DIRECTIONS>
Beginning with the very first line, please reproduce the entries exactly through the line containing "recursion always terminates.".

|---|

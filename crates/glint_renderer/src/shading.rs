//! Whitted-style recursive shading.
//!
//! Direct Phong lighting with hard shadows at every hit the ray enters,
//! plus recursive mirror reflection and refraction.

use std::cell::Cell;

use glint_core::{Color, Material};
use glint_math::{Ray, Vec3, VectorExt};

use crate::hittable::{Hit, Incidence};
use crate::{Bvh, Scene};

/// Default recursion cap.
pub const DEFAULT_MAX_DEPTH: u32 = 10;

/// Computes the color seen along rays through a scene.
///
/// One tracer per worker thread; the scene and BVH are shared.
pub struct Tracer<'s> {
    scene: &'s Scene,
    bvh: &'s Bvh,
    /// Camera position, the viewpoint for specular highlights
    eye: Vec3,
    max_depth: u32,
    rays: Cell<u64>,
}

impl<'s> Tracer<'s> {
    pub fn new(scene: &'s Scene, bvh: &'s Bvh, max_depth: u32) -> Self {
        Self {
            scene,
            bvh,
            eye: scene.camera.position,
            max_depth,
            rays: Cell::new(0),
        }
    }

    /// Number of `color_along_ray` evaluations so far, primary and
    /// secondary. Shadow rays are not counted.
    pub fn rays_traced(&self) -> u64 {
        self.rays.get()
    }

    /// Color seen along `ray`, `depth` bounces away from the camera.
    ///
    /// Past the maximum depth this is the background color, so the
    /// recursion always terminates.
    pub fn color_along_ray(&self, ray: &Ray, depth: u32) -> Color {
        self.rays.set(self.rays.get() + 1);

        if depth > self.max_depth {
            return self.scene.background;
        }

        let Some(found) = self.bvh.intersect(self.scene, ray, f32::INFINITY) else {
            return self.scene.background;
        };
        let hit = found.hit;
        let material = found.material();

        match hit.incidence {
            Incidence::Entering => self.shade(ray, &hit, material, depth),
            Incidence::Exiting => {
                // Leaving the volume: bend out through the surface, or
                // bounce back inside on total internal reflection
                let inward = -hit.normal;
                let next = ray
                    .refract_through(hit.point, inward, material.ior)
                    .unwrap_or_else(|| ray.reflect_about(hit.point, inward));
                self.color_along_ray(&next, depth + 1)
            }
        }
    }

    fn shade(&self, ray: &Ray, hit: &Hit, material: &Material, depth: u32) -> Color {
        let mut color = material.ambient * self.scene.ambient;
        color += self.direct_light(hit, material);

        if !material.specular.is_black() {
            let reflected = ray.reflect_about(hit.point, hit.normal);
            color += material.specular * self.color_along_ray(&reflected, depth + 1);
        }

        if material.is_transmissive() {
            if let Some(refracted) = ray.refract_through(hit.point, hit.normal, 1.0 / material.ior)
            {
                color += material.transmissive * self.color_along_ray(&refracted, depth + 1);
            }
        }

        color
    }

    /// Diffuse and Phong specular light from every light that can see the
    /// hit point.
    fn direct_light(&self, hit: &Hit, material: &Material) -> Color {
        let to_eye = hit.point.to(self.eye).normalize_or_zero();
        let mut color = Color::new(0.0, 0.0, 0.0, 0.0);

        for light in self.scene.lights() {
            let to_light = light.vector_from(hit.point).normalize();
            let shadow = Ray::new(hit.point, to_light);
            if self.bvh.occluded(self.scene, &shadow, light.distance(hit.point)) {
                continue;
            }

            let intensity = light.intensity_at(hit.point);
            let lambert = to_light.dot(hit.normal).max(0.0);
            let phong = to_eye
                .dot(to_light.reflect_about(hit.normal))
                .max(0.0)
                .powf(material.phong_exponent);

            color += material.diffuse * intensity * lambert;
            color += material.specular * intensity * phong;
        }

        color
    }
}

|---|

RESULT OF THE TASK>
filename crates/glint_renderer/src/shading.rs
//! Whitted-style recursive shading.
//!
//! Direct Phong lighting with hard shadows at every hit the ray enters,
//! plus recursive mirror reflection and refraction.

use std::cell::Cell;

use glint_core::{Color, Material};
use glint_math::{Ray, Vec3, VectorExt};

use crate::hittable::{Hit, Incidence};
use crate::{Bvh, Scene};

/// Default recursion cap.
pub const DEFAULT_MAX_DEPTH: u32 = 10;

/// Computes the color seen along rays through a scene.
///
/// One tracer per worker thread; the scene and BVH are shared.
pub struct Tracer<'s> {
    scene: &'s Scene,
    bvh: &'s Bvh,
    /// Camera position, the viewpoint for specular highlights
    eye: Vec3,
    max_depth: u32,
    rays: Cell<u64>,
}

impl<'s> Tracer<'s> {
    pub fn new(scene: &'s Scene, bvh: &'s Bvh, max_depth: u32) -> Self {
        Self {
            scene,
            bvh,
            eye: scene.camera.position,
            max_depth,
            rays: Cell::new(0),
        }
    }

    /// Number of `color_along_ray` evaluations so far, primary and
    /// secondary. Shadow rays are not counted.
    pub fn rays_traced(&self) -> u64 {
        self.rays.get()
    }

    /// Color seen along `ray`, `depth` bounces away from the camera.
    ///
    /// Past the maximum depth this is the background color, so the
    /// recursion always terminates.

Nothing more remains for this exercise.